# Introduction and Dataset

## Introduction

Yelp is a business directory service and crowd-sourced review forum which allows users to give reviews to businesses based on their own experience. It's easy for human to understand the sentiment behind the reviews, specifically whether a review is positive or negative, even without having any context about the business. However, there is a huge amount of reviews data on yelp, it's not realistic for business owners to go through every review by themselves to improve their performance. 

Our project is aimed to:

1.	Provide useful, analytical insights to business owners on Yelp and, based on these insights, propose data-driven, actionable decisions to said owners in order to improve their ratings in Yelp. 
2.	Build a web dashboard/widget/web application that visualizes your analysis and makes it easier to understand for business owners

## The Dataset
There are four datasets provided, business data, review data, tip data, and user data. We are going to focus on the analysis of attributes in the business data and the review texts in the review data of all the mexican restaurant.

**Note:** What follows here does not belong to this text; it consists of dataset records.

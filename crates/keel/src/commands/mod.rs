pub mod auth;
pub mod route;
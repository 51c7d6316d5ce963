//! AWS IAM provider for Keel
//!
//! Manages IAM groups and users: creation, deletion, managed policy
//! attachment and group membership. The provider talks to any
//! [`keel_cloud::Backend`]; the SDK-backed [`IamClient`] is compiled in with
//! the `aws-sdk` feature.

#[cfg(feature = "aws-sdk")]
pub mod client;
mod entity;
pub mod group;
pub mod policy;
pub mod provider;
pub mod user;

#[cfg(feature = "aws-sdk")]
pub use client::IamClient;
pub use group::IamGroup;
pub use policy::IamPolicy;
pub use provider::IamProvider;
pub use user::IamUser;
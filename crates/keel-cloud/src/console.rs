//! Human-readable output sink
//!
//! Lifecycle operations report progress as `info` headings and indented
//! `detail` lines. Output is fire-and-forget: nothing returned by a console is
//! consumed by the core.

use colored::Colorize;
use std::sync::Mutex;

/// Presentation sink for info/detail/error lines
pub trait Console: Send + Sync {
    fn info(&self, message: &str);
    fn detail(&self, message: &str);
    fn warn(&self, message: &str);
    fn error(&self, message: &str);
}

/// Console writing colored lines to stdout/stderr
#[derive(Debug, Default, Clone, Copy)]
pub struct TerminalConsole;

impl TerminalConsole {
    pub fn new() -> Self {
        Self
    }
}

impl Console for TerminalConsole {
    fn info(&self, message: &str) {
        println!("{}", message.bold());
    }

    fn detail(&self, message: &str) {
        println!("  {}", message);
    }

    fn warn(&self, message: &str) {
        eprintln!("{} {}", "⚠".yellow(), message.yellow());
    }

    fn error(&self, message: &str) {
        eprintln!("{} {}", "✗".red(), message.red());
    }
}

/// Severity of a recorded console line
#[derive(Debug, Clone, Copy, PartialEq, Eq)]
pub enum LineLevel {
    Info,
    Detail,
    Warn,
    Error,
}

#[derive(Debug, Clone, PartialEq, Eq)]
pub struct ConsoleLine {
    pub level: LineLevel,
    pub message: String,
}

/// Console keeping every line in memory
#[derive(Debug, Default)]
pub struct RecordingConsole {
    lines: Mutex<Vec<ConsoleLine>>,
}

impl RecordingConsole {
    pub fn new() -> Self {
        Self::default()
    }

    fn push(&self, level: LineLevel, message: &str) {
        self.lines
            .lock()
            .unwrap_or_else(|poisoned| poisoned.into_inner())
            .push(ConsoleLine {
                level,
                message: message.to_string(),
            });
    }

    pub fn lines(&self) -> Vec<ConsoleLine> {
        self.lines
            .lock()
            .unwrap_or_else(|poisoned| poisoned.into_inner())
            .clone()
    }

    /// Messages recorded at one level, in order
    pub fn messages(&self, level: LineLevel) -> Vec<String> {
        self.lines()
            .into_iter()
            .filter(|line| line.level == level)
            .map(|line| line.message)
            .collect()
    }

    pub fn contains(&self, needle: &str) -> bool {
        self.lines().iter().any(|line| line.message.contains(needle))
    }
}

impl Console for RecordingConsole {
    fn info(&self, message: &str) {
        self.push(LineLevel::Info, message);
    }

    fn detail(&self, message: &str) {
        self.push(LineLevel::Detail, message);
    }

    fn warn(&self, message: &str) {
        self.push(LineLevel::Warn, message);
    }

    fn error(&self, message: &str) {
        self.push(LineLevel::Error, message);
    }
}
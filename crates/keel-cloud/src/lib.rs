//! Keel Cloud Reconciliation Core
//!
//! This crate holds what every Keel provider shares: the lifecycle contract
//! resources obey, the command router, and the reconciliation cache that
//! matches deployed resources against configured ones.
//!
//! # Architecture
//!
//! ```text
//! ┌─────────────────────────────────────────────────┐
//! │                    Keel CLI                      │
//! │            (keel create / audit / ...)           │
//! └─────────────────┬───────────────────────────────┘
//!                   │ Request
//! ┌─────────────────▼───────────────────────────────┐
//! │                  keel-cloud                      │
//! │  Router ──▶ ResourceTree ──▶ Resource            │
//! │                                  │               │
//! │                     trait ProviderResource       │
//! │                                  │               │
//! │  Session { Backend, ReconciliationCache per kind }│
//! └───────┬─────────────────┬───────────────────────┘
//!         │                 │
//! ┌───────▼───────┐ ┌───────▼───────┐
//! │ keel-cloud-aws│ │keel-cloud-mock│
//! │  (IAM groups, │ │ (memory       │
//! │   users)      │ │  backend)     │
//! └───────────────┘ └───────────────┘
//! ```

pub mod audit;
pub mod backend;
pub mod cache;
pub mod console;
pub mod definition;
pub mod error;
pub mod provider;
pub mod resource;
pub mod router;
pub mod session;
pub mod state;
pub mod tree;

// Re-exports
pub use audit::{AuditAccumulator, AuditCategory, AuditFinding, AuditRegistry};
pub use backend::{Backend, ListPage, Relation};
pub use cache::{CacheEntry, ReconciliationCache};
pub use console::{Console, ConsoleLine, LineLevel, RecordingConsole, TerminalConsole};
pub use definition::ConfiguredDefinition;
pub use error::{CloudError, Result, StepContext};
pub use provider::{AuthStatus, CloudProvider, ProviderResource};
pub use resource::Resource;
pub use router::{Command, Lifecycle, Request, Response, Router};
pub use session::Session;
pub use state::{DeployedSnapshot, ResourceKind, ResourceState};
pub use tree::ResourceTree;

For the **business data**, there are 4628 businesses who are categorized as mexican restaurant, we transform all the attributes into data frame and filter out the attributes with more than 90% of missing and impute the rest of missing values by using KNN (which use the majority value of the nearest 5 neighbors to substitute the missing value). Then we build linear model based on the clean business data, and give recommendations after conducting the $\chi^2$ test. The clean data include the following 40 variables:

|     |  |  |  |  |  |  |  |  |  |
|------|------|------|------|------|------|------|------|------|------|
|   business_id  | name | latitude | longitude | stars | review_count | is_open | WheelchairAccessible | RestaurantsTakeOut | RestaurantsGoodForGroups |
| romantic | intimate | classy |  hipster  | divey | touristy | trendy |  OutdoorSeating | RestaurantsTableService | RestaurantsDelivery |
| upscale | casual | dessert | latenight | lunch | dinner | brunch  |  breakfast | RestaurantsPriceRange2 |BusinessAcceptsCreditCards | 
| BikeParking | GoodForKids |  Caters  | NoiseLevel | HasTV | WiFi | Alcohol | park | RestaurantsReservations |  RestaurantsAttire | 

For the **reviews data**, there are 403941 reviews which belong to mexican restaurants. We tokenize/lowercase/lemmatize the review text and extract the top 1000 most frequent words. Following that, we mannully pick up 49 food/service words that make sense for analysis, which are 

|     |  |  |  |  |  |  |  |  |  |
|------|------|------|------|------|------|------|------|------|------|
|   taco  | burrito | salsa | chips | rice | guacamole | asada | chipotle | tortilla | salad |
| nacho | enchilada | meat |  time  | chicken | fish | shrimp |  beef | pork | steak |
| service | wait | minute | staff | waitress | waiter | atmosphere  |  price | internet |wifi | 
| noisy | noise |  breakfast  | lunch | dinner | line | drink | margarita | table |  fries | 
| manager | beer |  patio  | bacon | vegan | quesadilla | fajita | chile | enchilada |   | 

Then we give recommendations based on our analysis of these words.

# EDA

The details of EDA can be found in the file, "EDA_summary.pdf".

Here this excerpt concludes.